--- START ---

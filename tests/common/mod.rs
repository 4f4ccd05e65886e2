#![allow(dead_code)]

use async_trait::async_trait;
use lastfm_api::{ClientConfig, Headers, LastFmClient, LastFmError, RawResponse, Requester, Result};
use serde_json::Value;
use std::collections::{HashMap, VecDeque};
use std::sync::{Arc, Mutex};

/// One request seen by [`StubRequester`].
#[derive(Debug, Clone)]
pub struct RecordedRequest {
    pub http_method: &'static str,
    pub url: String,
    pub body: Option<String>,
    pub headers: Headers,
}

impl RecordedRequest {
    /// Decoded `name=value` pairs from the query string, then the form body.
    pub fn params(&self) -> HashMap<String, String> {
        let query = self.url.split_once('?').map(|(_, q)| q).unwrap_or_default();
        let body = self.body.as_deref().unwrap_or_default();

        query
            .split('&')
            .chain(body.split('&'))
            .filter(|pair| !pair.is_empty())
            .filter_map(|pair| {
                let (name, value) = pair.split_once('=')?;
                let value = urlencoding::decode(value).ok()?.into_owned();
                Some((name.to_string(), value))
            })
            .collect()
    }

    pub fn param(&self, name: &str) -> Option<String> {
        self.params().remove(name)
    }

    pub fn api_method(&self) -> Option<String> {
        self.param("method")
    }
}

/// Requester that answers from canned responses, keyed by API method.
///
/// Responses queued for a method are handed out in order; the last one is
/// repeated once the queue is down to a single entry. Requests for a method
/// with nothing queued fail as transport errors.
#[derive(Clone, Default)]
pub struct StubRequester {
    responses: Arc<Mutex<HashMap<String, VecDeque<RawResponse>>>>,
    requests: Arc<Mutex<Vec<RecordedRequest>>>,
}

impl StubRequester {
    pub fn new() -> Self {
        Self::default()
    }

    pub fn respond(&self, api_method: &str, status: u16, body: Value) -> &Self {
        self.respond_raw(api_method, RawResponse::new(status, body.to_string()))
    }

    pub fn respond_raw(&self, api_method: &str, response: RawResponse) -> &Self {
        self.responses
            .lock()
            .unwrap()
            .entry(api_method.to_string())
            .or_default()
            .push_back(response);
        self
    }

    pub fn requests(&self) -> Vec<RecordedRequest> {
        self.requests.lock().unwrap().clone()
    }

    pub fn last_request(&self) -> RecordedRequest {
        self.requests()
            .pop()
            .expect("no request was sent through the stub")
    }

    fn answer(&self, request: RecordedRequest) -> Result<RawResponse> {
        let api_method = request.api_method().unwrap_or_default();
        self.requests.lock().unwrap().push(request);

        let mut responses = self.responses.lock().unwrap();
        let queue = responses
            .get_mut(&api_method)
            .filter(|queue| !queue.is_empty())
            .ok_or_else(|| LastFmError::Http(format!("no canned response for {api_method}")))?;

        Ok(if queue.len() > 1 {
            queue.pop_front().unwrap()
        } else {
            queue[0].clone()
        })
    }
}

#[async_trait]
impl Requester for StubRequester {
    async fn get(&self, url: &str, headers: Option<Headers>) -> Result<RawResponse> {
        self.answer(RecordedRequest {
            http_method: "GET",
            url: url.to_string(),
            body: None,
            headers: headers.unwrap_or_default(),
        })
    }

    async fn post(&self, url: &str, body: String, headers: Option<Headers>) -> Result<RawResponse> {
        self.answer(RecordedRequest {
            http_method: "POST",
            url: url.to_string(),
            body: Some(body),
            headers: headers.unwrap_or_default(),
        })
    }
}

pub const TEST_API_KEY: &str = "test-api-key";

/// A client over `stub`, sharing its recorded requests with the caller.
pub fn stub_client(stub: &StubRequester) -> LastFmClient {
    LastFmClient::new(Box::new(stub.clone()), ClientConfig::new(TEST_API_KEY))
        .expect("test config is valid")
}

pub fn image_list(base: &str) -> Value {
    serde_json::json!([
        {"#text": format!("{base}/34s.png"), "size": "small"},
        {"#text": format!("{base}/64s.png"), "size": "medium"},
        {"#text": format!("{base}/174s.png"), "size": "large"},
        {"#text": format!("{base}/300x300.png"), "size": "extralarge"}
    ])
}

/// A dated scrobble as listed by `user.getRecentTracks`.
pub fn recent_track(name: &str, uts: u64) -> Value {
    serde_json::json!({
        "artist": {"mbid": "", "#text": "Stereolab"},
        "streamable": "0",
        "image": image_list("https://lastfm.freetls.fastly.net/i/u"),
        "mbid": "",
        "album": {"mbid": "", "#text": "Dots and Loops"},
        "name": name,
        "url": format!("https://www.last.fm/music/Stereolab/_/{}", name.replace(' ', "+")),
        "date": {"uts": uts.to_string(), "#text": "01 Jan 2024, 00:00"}
    })
}

pub fn now_playing_track(name: &str) -> Value {
    serde_json::json!({
        "artist": {"mbid": "", "#text": "Stereolab"},
        "streamable": "0",
        "image": [],
        "mbid": "",
        "album": {"mbid": "", "#text": "Dots and Loops"},
        "name": name,
        "url": "https://www.last.fm/music/Stereolab/_/Now",
        "@attr": {"nowplaying": "true"}
    })
}

/// A `user.getRecentTracks` page envelope.
pub fn recent_tracks_page(tracks: Vec<Value>, page: u32, total_pages: u32) -> Value {
    serde_json::json!({
        "recenttracks": {
            "track": tracks,
            "@attr": {
                "user": "rj",
                "page": page.to_string(),
                "perPage": "2",
                "totalPages": total_pages.to_string(),
                "total": (total_pages * 2).to_string()
            }
        }
    })
}

pub fn registered_user(name: &str) -> Value {
    serde_json::json!({
        "name": name,
        "url": format!("https://www.last.fm/user/{name}"),
        "country": "United Kingdom",
        "playlists": "0",
        "playcount": "150316",
        "image": image_list("https://lastfm.freetls.fastly.net/i/u"),
        "registered": {"unixtime": "1037793040", "#text": 1037793040},
        "realname": "Richard Jones ",
        "subscriber": "1",
        "bootstrap": "0",
        "type": "alum"
    })
}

--- END ---

> _Action item_
Every line above that holds the word "Result" is to be found and copied.

> _The completed task_
use lastfm_api::{ClientConfig, Headers, LastFmClient, LastFmError, RawResponse, Requester, Result};
    fn answer(&self, request: RecordedRequest) -> Result<RawResponse> {
    async fn get(&self, url: &str, headers: Option<Headers>) -> Result<RawResponse> {
    async fn post(&self, url: &str, body: String, headers: Option<Headers>) -> Result<RawResponse> {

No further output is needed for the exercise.